Story: Tom King Art: Lee Weeks
Colors: Elizabeth Breitweiser Letters: Clayton Cowles

Story: 8.0 Art: 9.0 Overall: 8.5 Recommendation: Buy

DC Comics provided Graphic Policy with a FREE copy for review

Review: Batman #50 is a Beautiful, Tragic Romance

If you thought that Batman and Catwoman were going to have a happy wedding with the usual supervillain attack to keep things interesting, then you’re pretty naive. On that confrontational, Batman #50 is a climactic moment in Tom King’s run on Batman, and Mikel Janin and June Chung are onboard as well to show all the romance, heartbreak, and kicking Kite-Man on the face. But the real highlight of this issue is the unleashing of some of the best living Batman and Catwoman artists to tell the love story of Bat and Cat all framed in love letters to each other. Beginning with the great Jose Luis Garcia-Lopez showing them swaddled together in a loving embrace and concluding in a pure negative space, movie poster style page from upcoming Batman artist Lee weeks, this is a wonderful encapsulation of Batman and Catwoman’s relationship done in Tom King’s signature tone poem way.

The letters that Batman and Catwoman write to each other in Batman #50 are a form of psychological probing, which makes sense because Batman is the World’s Greatest Detective and Catwoman is a skilled thief and con woman. They read people basically for a living, but are vulnerable and have huge blind spots. Especially Batman. King writes some beautiful lines where Batman and Catwoman both say that each other’s eyes is what led to their initial attraction. Batman was struck by how complex Catwoman’s eyes were, and that she could be more than a one-off animal themed villain while Catwoman realized how simple and childlike Batman’s were: pure blue. These thoughts come during Tim Sale and Paul Pope’s pages showing Catwoman in her 1990s purple costume pursuing and aggressively flirting with Batman like he’s an innocent boy and not a skilled crime fighter drawn in heroic, stealthy poses by Neal Adams and Lee Bermejo. He’s lost control and maybe has a chance to find happiness like the totally adorable page drawn by Amanda Conner of Catwoman and Batman enjoying a date at the zoo, or this issue’s sexiest moment where Mister Miracle’s Mitch Gerads shows them under a cape blanket with all the accoutrements of crime and crime fighting strewn about. Batman and Catwoman have serious chemistry, which has been boosted by King, Gerads, and Janin’s work on the current series, but are they really marriage material?

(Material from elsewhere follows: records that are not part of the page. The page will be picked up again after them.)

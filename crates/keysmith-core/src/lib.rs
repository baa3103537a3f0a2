//! Keysmith Core
//!
//! Error taxonomy and small shared guards used by every other crate.
//! This crate has minimal dependencies and performs no I/O.

pub mod error;
pub mod guard;

pub use error::{Error, Result};
pub use guard::check_public_key_length;
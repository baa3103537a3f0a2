mod common;

use common::{HWID, fixture_key, seeded_rng};
use keysmith_core::Error;
use keysmith_dsa::{DsaPrivateKey, SIGNATURE_HEX_LEN};
use keysmith_licensing::{
    BATCH_SIZE, Edition, LicenseRecord, MAX_VERSION, Serial, authorization_file_name, build,
    read_authorization_file, verify_batch, write_authorization_file,
};
use num_bigint::BigUint;
use num_traits::One;
use pretty_assertions::assert_eq;

fn fields(record: &LicenseRecord) -> Vec<String> {
    record.to_string().split(',').map(str::to_string).collect()
}

#[test]
fn batch_has_fixed_size_and_order() {
    let key = fixture_key();
    let records = build(&key, HWID, 2, 11, &mut seeded_rng(1)).unwrap();
    assert_eq!(records.len(), BATCH_SIZE);

    let primary = fields(&records[0]);
    assert_eq!(primary[1], "02");
    assert_eq!(primary[2], "B0");
    assert_eq!(primary[3], "Standard");

    for (offset, record) in records[1..=192].iter().enumerate() {
        let f = fields(record);
        assert_eq!(f[1], format!("{:02X}", 0x40 + offset));
        assert_eq!(f[2], "10");
    }
    for (offset, record) in records[193..].iter().enumerate() {
        let f = fields(record);
        assert_eq!(f[1], format!("{:04X}", 0x8000 + offset));
        assert_eq!(f[2], "10");
    }
}

#[test]
fn every_record_verifies_and_has_valid_serial() {
    let key = fixture_key();
    let records = build(&key, HWID, Edition::Lite.code(), 12, &mut seeded_rng(2)).unwrap();

    for record in &records {
        assert!(record.serial().is_valid());
        assert_eq!(record.signature().len(), SIGNATURE_HEX_LEN);
        assert!(record.verify(key.public_key(), HWID));
    }
    verify_batch(&records, key.public_key(), HWID).unwrap();
}

#[test]
fn batch_does_not_verify_for_other_hwid() {
    let key = fixture_key();
    let records = build(&key, HWID, 0, 11, &mut seeded_rng(3)).unwrap();
    let err = verify_batch(&records, key.public_key(), "OTHER").unwrap_err();
    assert!(matches!(err, Error::Validation(_)));
}

#[test]
fn signing_failure_aborts_with_index() {
    let fixture = fixture_key();
    let params = fixture.params().clone();
    let oversized = DsaPrivateKey::from_components(
        params.p().clone(),
        params.q().clone(),
        params.g().clone(),
        fixture.y().clone(),
        BigUint::one() << 1100u32,
    );

    let err = build(&oversized, HWID, 2, 11, &mut seeded_rng(4)).unwrap_err();
    match err {
        Error::Batch {
            index,
            edition,
            source,
        } => {
            assert_eq!(index, 0);
            assert_eq!(edition, 2);
            assert!(matches!(*source, Error::KeySize { .. }));
        }
        other => panic!("expected batch error, got {other:?}"),
    }
}

#[test]
fn generated_serials_are_always_valid() {
    let mut rng = seeded_rng(5);
    for _ in 0..10_000 {
        let serial = Serial::generate(&mut rng);
        assert!(serial.is_valid());
        let parsed: Serial = serial.to_string().parse().unwrap();
        assert_eq!(parsed, serial);
    }
}

#[test]
fn authorization_file_roundtrip() {
    let key = fixture_key();
    let records = build(&key, HWID, 2, 11, &mut seeded_rng(6)).unwrap();

    let dir = tempfile::tempdir().unwrap();
    let path = dir.path().join(authorization_file_name(Edition::Suite, HWID).unwrap());
    write_authorization_file(&records, &path).unwrap();

    let text = std::fs::read_to_string(&path).unwrap();
    assert_eq!(text.lines().count(), BATCH_SIZE);
    assert!(text.ends_with('\n'));
    assert_eq!(text.lines().next().unwrap(), records[0].to_string());

    let read_back = read_authorization_file(&path).unwrap();
    assert_eq!(read_back, records);
    verify_batch(&read_back, key.public_key(), HWID).unwrap();
}

#[test]
fn existing_file_is_truncated() {
    let key = fixture_key();
    let records = build(&key, HWID, 0, 10, &mut seeded_rng(7)).unwrap();

    let dir = tempfile::tempdir().unwrap();
    let path = dir.path().join("Authorize.auz");
    std::fs::write(&path, "stale\n".repeat(1000)).unwrap();

    write_authorization_file(&records[..3], &path).unwrap();
    let text = std::fs::read_to_string(&path).unwrap();
    assert_eq!(text.lines().count(), 3);
    assert!(!text.contains("stale"));
}

#[cfg(unix)]
#[test]
fn authorization_file_is_owner_only() {
    use std::os::unix::fs::PermissionsExt;

    let dir = tempfile::tempdir().unwrap();
    let path = dir.path().join("Authorize.auz");
    write_authorization_file(&[], &path).unwrap();

    let mode = std::fs::metadata(&path).unwrap().permissions().mode();
    assert_eq!(mode & 0o777, 0o600);
}

#[test]
fn write_into_missing_directory_fails() {
    let dir = tempfile::tempdir().unwrap();
    let path = dir.path().join("missing").join("Authorize.auz");
    let err = write_authorization_file(&[], &path).unwrap_err();
    assert!(matches!(err, Error::Io(_)));
}

#[test]
fn malformed_file_reports_line() {
    let dir = tempfile::tempdir().unwrap();
    let path = dir.path().join("Authorize.auz");
    std::fs::write(&path, "\nnot a record\n").unwrap();

    let err = read_authorization_file(&path).unwrap_err();
    assert!(err.to_string().contains("line 2"));
}

#[test]
fn oversized_version_is_rejected_before_signing() {
    let key = fixture_key();
    let err = build(&key, HWID, 2, MAX_VERSION + 1, &mut seeded_rng(8)).unwrap_err();
    assert!(matches!(err, Error::Validation(_)));
}

#[test]
fn hwid_cannot_escape_output_directory() {
    let err = authorization_file_name(Edition::Suite, "../outside").unwrap_err();
    assert!(matches!(err, Error::Validation(_)));
}
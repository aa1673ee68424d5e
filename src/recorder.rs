// ===============================
// src/recorder.rs
// ===============================
//
// Lightweight JSONL event log:
// - one serde_json line per Event, appended to the target file
// - BufWriter to keep syscalls down, flush every 1000 events and on drop
// - parent directory created on demand
// - serialize failures skip the event, they never stop the run
//
use std::fs::{self, File, OpenOptions};
use std::io::{BufWriter, Write};
use std::path::Path;

use chrono::Utc;
use tracing::{error, info};

use crate::domain::Event;

const FLUSH_EVERY_N_EVENTS: u32 = 1000;

pub struct Recorder {
    writer: BufWriter<File>,
    since_last_flush: u32,
}

impl Recorder {
    pub fn create(path: &str) -> std::io::Result<Self> {
        if let Some(parent) = Path::new(path).parent() {
            if !parent.as_os_str().is_empty() {
                fs::create_dir_all(parent)?;
            }
        }
        let file = OpenOptions::new().create(true).append(true).open(path)?;
        info!(%path, "recorder started");

        let mut rec = Self { writer: BufWriter::new(file), since_last_flush: 0 };
        rec.record(&Event::Note(format!("run started {}", Utc::now().to_rfc3339())));
        Ok(rec)
    }

    pub fn record(&mut self, event: &Event) {
        let line = match serde_json::to_string(event) {
            Ok(s) => s,
            Err(e) => {
                error!(?e, "recorder serialize error, skipping event");
                return;
            }
        };

        if let Err(e) = self.writer.write_all(line.as_bytes()).and_then(|_| self.writer.write_all(b"\n")) {
            error!(?e, "recorder write failed, dropping event");
            return;
        }

        self.since_last_flush += 1;
        if self.since_last_flush >= FLUSH_EVERY_N_EVENTS {
            let _ = self.writer.flush();
            self.since_last_flush = 0;
        }
    }
}

impl Drop for Recorder {
    fn drop(&mut self) {
        let _ = self.writer.flush();
    }
}
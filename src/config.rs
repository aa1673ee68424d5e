// ===============================
// src/config.rs
// ===============================
//
// CLI surface + JSON config file.
//
// Config shape (data/config.json):
//   {
//     "instruments": [{ "id", "symbol", "tick_size", "lot_size",
//                       "base_spread_bp", "inventory_limit", "params": {...} }],
//     "venues":      [{ "id", "name", "maker_fee_bp", "taker_fee_bp",
//                       "latency_ms", "cancel_penalty_bp" }],
//     "data_file": "data/ticks.csv",
//     "fill_probability": 0.3
//   }
//
// Missing params fields fall back to MarketMakingParams defaults, with
// base_spread_bp / max_position inherited from the instrument entry.
//
use std::fs;
use std::path::Path;

use ahash::AHashMap as HashMap;
use clap::Parser;
use serde::Deserialize;
use thiserror::Error;

use crate::domain::{InstrumentId, VenueId};

#[derive(Parser, Debug)]
#[command(name = "mm_engine", about = "Multi-venue market-making backtest engine")]
pub struct Args {
    /// Config file path
    #[arg(long, default_value = "data/config.json")]
    pub config: String,

    /// Number of synthetic ticks
    #[arg(long, default_value_t = 10_000)]
    pub ticks: usize,

    /// Replay the CSV data file from config instead of the synthetic generator
    #[arg(long)]
    pub data: bool,

    /// Append book updates, quotes and fills to a JSONL event log
    #[arg(long)]
    pub record: Option<String>,
}

#[derive(Debug, Error)]
pub enum ConfigError {
    #[error("read {path}: {source}")]
    Io { path: String, source: std::io::Error },
    #[error("parse {path}: {source}")]
    Parse { path: String, source: serde_json::Error },
}

/// Per-instrument quoting policy knobs.
#[derive(Debug, Clone, Copy)]
pub struct MarketMakingParams {
    pub base_spread_bp: f64,
    pub min_spread_bp: f64,
    pub max_spread_bp: f64,
    pub volatility_coeff: f64,
    pub inventory_coeff: f64,
    pub size_base: f64,
    pub size_inventory_scale: f64,
    pub quote_refresh_ms: f64,
    pub max_position: f64,
}

impl Default for MarketMakingParams {
    fn default() -> Self {
        Self {
            base_spread_bp: 10.0,
            min_spread_bp: 2.0,
            max_spread_bp: 50.0,
            volatility_coeff: 1.0,
            inventory_coeff: 0.5,
            size_base: 1.0,
            size_inventory_scale: 0.5,
            quote_refresh_ms: 100.0,
            max_position: 100.0,
        }
    }
}

#[derive(Debug, Clone, Deserialize)]
pub struct InstrumentConfig {
    pub id: InstrumentId,
    pub symbol: String,
    #[serde(default = "default_tick_size")]
    pub tick_size: f64,
    #[serde(default = "default_lot_size")]
    pub lot_size: f64,
    #[serde(default = "default_base_spread_bp")]
    pub base_spread_bp: f64,
    #[serde(default = "default_inventory_limit")]
    pub inventory_limit: f64,
    #[serde(default)]
    pub params: Option<ParamOverrides>,
}

/// Optional per-instrument overrides of MarketMakingParams.
#[derive(Debug, Clone, Copy, Default, Deserialize)]
pub struct ParamOverrides {
    pub base_spread_bp: Option<f64>,
    pub min_spread_bp: Option<f64>,
    pub max_spread_bp: Option<f64>,
    pub volatility_coeff: Option<f64>,
    pub inventory_coeff: Option<f64>,
    pub size_base: Option<f64>,
    pub size_inventory_scale: Option<f64>,
    pub quote_refresh_ms: Option<f64>,
    pub max_position: Option<f64>,
}

impl InstrumentConfig {
    /// Materialize quoting params: explicit overrides win, then the
    /// instrument-level base_spread_bp / inventory_limit, then defaults.
    pub fn quoting_params(&self) -> MarketMakingParams {
        let d = MarketMakingParams::default();
        let o = self.params.unwrap_or_default();
        MarketMakingParams {
            base_spread_bp: o.base_spread_bp.unwrap_or(self.base_spread_bp),
            min_spread_bp: o.min_spread_bp.unwrap_or(d.min_spread_bp),
            max_spread_bp: o.max_spread_bp.unwrap_or(d.max_spread_bp),
            volatility_coeff: o.volatility_coeff.unwrap_or(d.volatility_coeff),
            inventory_coeff: o.inventory_coeff.unwrap_or(d.inventory_coeff),
            size_base: o.size_base.unwrap_or(d.size_base),
            size_inventory_scale: o.size_inventory_scale.unwrap_or(d.size_inventory_scale),
            quote_refresh_ms: o.quote_refresh_ms.unwrap_or(d.quote_refresh_ms),
            max_position: o.max_position.unwrap_or(self.inventory_limit),
        }
    }
}

#[derive(Debug, Clone, Deserialize)]
pub struct VenueConfig {
    pub id: VenueId,
    #[serde(default)]
    pub name: String,
    #[serde(default = "default_maker_fee_bp")]
    pub maker_fee_bp: f64,
    #[serde(default = "default_taker_fee_bp")]
    pub taker_fee_bp: f64,
    #[serde(default = "default_latency_ms")]
    pub latency_ms: f64,
    #[serde(default = "default_cancel_penalty_bp")]
    pub cancel_penalty_bp: f64,
}

fn default_tick_size() -> f64 { 0.01 }
fn default_lot_size() -> f64 { 1.0 }
fn default_base_spread_bp() -> f64 { 10.0 }
fn default_inventory_limit() -> f64 { 100.0 }
fn default_maker_fee_bp() -> f64 { 1.0 }
fn default_taker_fee_bp() -> f64 { 2.0 }
fn default_latency_ms() -> f64 { 1.0 }
fn default_cancel_penalty_bp() -> f64 { 0.1 }
fn default_fill_probability() -> f64 { 0.3 }

#[derive(Debug, Clone, Deserialize)]
struct ConfigFile {
    #[serde(default)]
    instruments: Vec<InstrumentConfig>,
    #[serde(default)]
    venues: Vec<VenueConfig>,
    #[serde(default)]
    data_file: String,
    #[serde(default = "default_fill_probability")]
    fill_probability: f64,
}

#[derive(Debug, Clone)]
pub struct BacktestConfig {
    pub instruments: Vec<InstrumentConfig>,
    pub venues: Vec<VenueConfig>,
    pub params: HashMap<InstrumentId, MarketMakingParams>,
    pub data_file: String,
    pub fill_probability: f64,
}

impl Default for BacktestConfig {
    fn default() -> Self {
        Self {
            instruments: Vec::new(),
            venues: Vec::new(),
            params: HashMap::new(),
            data_file: String::new(),
            fill_probability: default_fill_probability(),
        }
    }
}

pub fn load(path: &str) -> Result<BacktestConfig, ConfigError> {
    let content = fs::read_to_string(Path::new(path))
        .map_err(|source| ConfigError::Io { path: path.to_string(), source })?;
    let file: ConfigFile = serde_json::from_str(&content)
        .map_err(|source| ConfigError::Parse { path: path.to_string(), source })?;

    let mut params = HashMap::new();
    for ic in &file.instruments {
        params.insert(ic.id, ic.quoting_params());
    }

    Ok(BacktestConfig {
        instruments: file.instruments,
        venues: file.venues,
        params,
        data_file: file.data_file,
        fill_probability: file.fill_probability,
    })
}

#[cfg(test)]
mod tests {
    use super::*;
    use std::io::Write;

    fn write_temp(name: &str, content: &str) -> String {
        let path = std::env::temp_dir().join(name);
        let mut f = fs::File::create(&path).unwrap();
        f.write_all(content.as_bytes()).unwrap();
        path.to_string_lossy().into_owned()
    }

    #[test]
    fn full_config_round_trip() {
        let path = write_temp(
            "mm_engine_cfg_full.json",
            r#"{
                "instruments": [
                    {"id": 1, "symbol": "AAA", "tick_size": 0.01, "lot_size": 1.0,
                     "base_spread_bp": 12.0, "inventory_limit": 50.0,
                     "params": {"min_spread_bp": 3.0, "size_base": 2.5}},
                    {"id": 2, "symbol": "BBB"}
                ],
                "venues": [
                    {"id": 1, "name": "V1", "maker_fee_bp": 0.5, "taker_fee_bp": 1.0,
                     "latency_ms": 2.0, "cancel_penalty_bp": 0.2},
                    {"id": 2, "name": "V2"}
                ],
                "data_file": "data/ticks.csv",
                "fill_probability": 0.7
            }"#,
        );
        let cfg = load(&path).unwrap();

        assert_eq!(cfg.instruments.len(), 2);
        assert_eq!(cfg.venues.len(), 2);
        assert_eq!(cfg.data_file, "data/ticks.csv");
        assert_eq!(cfg.fill_probability, 0.7);

        let p1 = cfg.params[&1];
        assert_eq!(p1.base_spread_bp, 12.0); // instrument-level value wins when not overridden
        assert_eq!(p1.min_spread_bp, 3.0); // explicit override
        assert_eq!(p1.size_base, 2.5);
        assert_eq!(p1.max_position, 50.0); // inherited from inventory_limit

        let p2 = cfg.params[&2];
        assert_eq!(p2.base_spread_bp, 10.0);
        assert_eq!(p2.max_position, 100.0);

        let v2 = &cfg.venues[1];
        assert_eq!(v2.maker_fee_bp, 1.0);
        assert_eq!(v2.taker_fee_bp, 2.0);
        assert_eq!(v2.latency_ms, 1.0);
        assert_eq!(v2.cancel_penalty_bp, 0.1);
    }

    #[test]
    fn missing_sections_default_empty() {
        let path = write_temp("mm_engine_cfg_empty.json", "{}");
        let cfg = load(&path).unwrap();
        assert!(cfg.instruments.is_empty());
        assert!(cfg.venues.is_empty());
        assert_eq!(cfg.data_file, "");
        assert_eq!(cfg.fill_probability, 0.3);
    }

    #[test]
    fn malformed_json_is_a_parse_error() {
        let path = write_temp("mm_engine_cfg_bad.json", "{ not json");
        assert!(matches!(load(&path), Err(ConfigError::Parse { .. })));
    }

    #[test]
    fn missing_file_is_an_io_error() {
        assert!(matches!(
            load("/nonexistent/mm_engine_cfg.json"),
            Err(ConfigError::Io { .. })
        ));
    }
}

One person who shares the idea that getting married would make Batman less miserable and lose his edge is Holly Robinson, Catwoman’s long time friend, who she springs out of Arkham for one night to be her maid of honor/witness. This is a bit of a crazy plot point because the last time she appeared, Holly was fleeing the country as Batman was trying to apprehend her for 237 murders that Catwoman tried to take the fall for. The inclusion of Holly in Batman #50 makes the story a little more twist-filled than a simple case of cold feet (Eat your heart out, X-Men Gold #30), especially the final page that puts a new spin on a famous 1990s Batman storyline. As Selina’s friend, who she saved from child prostitution, Holly has been around Batman since Year One when she stabbed a less than intimidating, fake scar sporting Bruce Wayne partially leading him to choose a costume to strike fear in the heart of criminals. (As a sidenote, it’s pretty epic to see Frank Miller’s lumbering Batman on the page when Catwoman talks about how angry and graceful he was during his early crime fighting days.) But is she a pawn or a mastermind in a larger scheme?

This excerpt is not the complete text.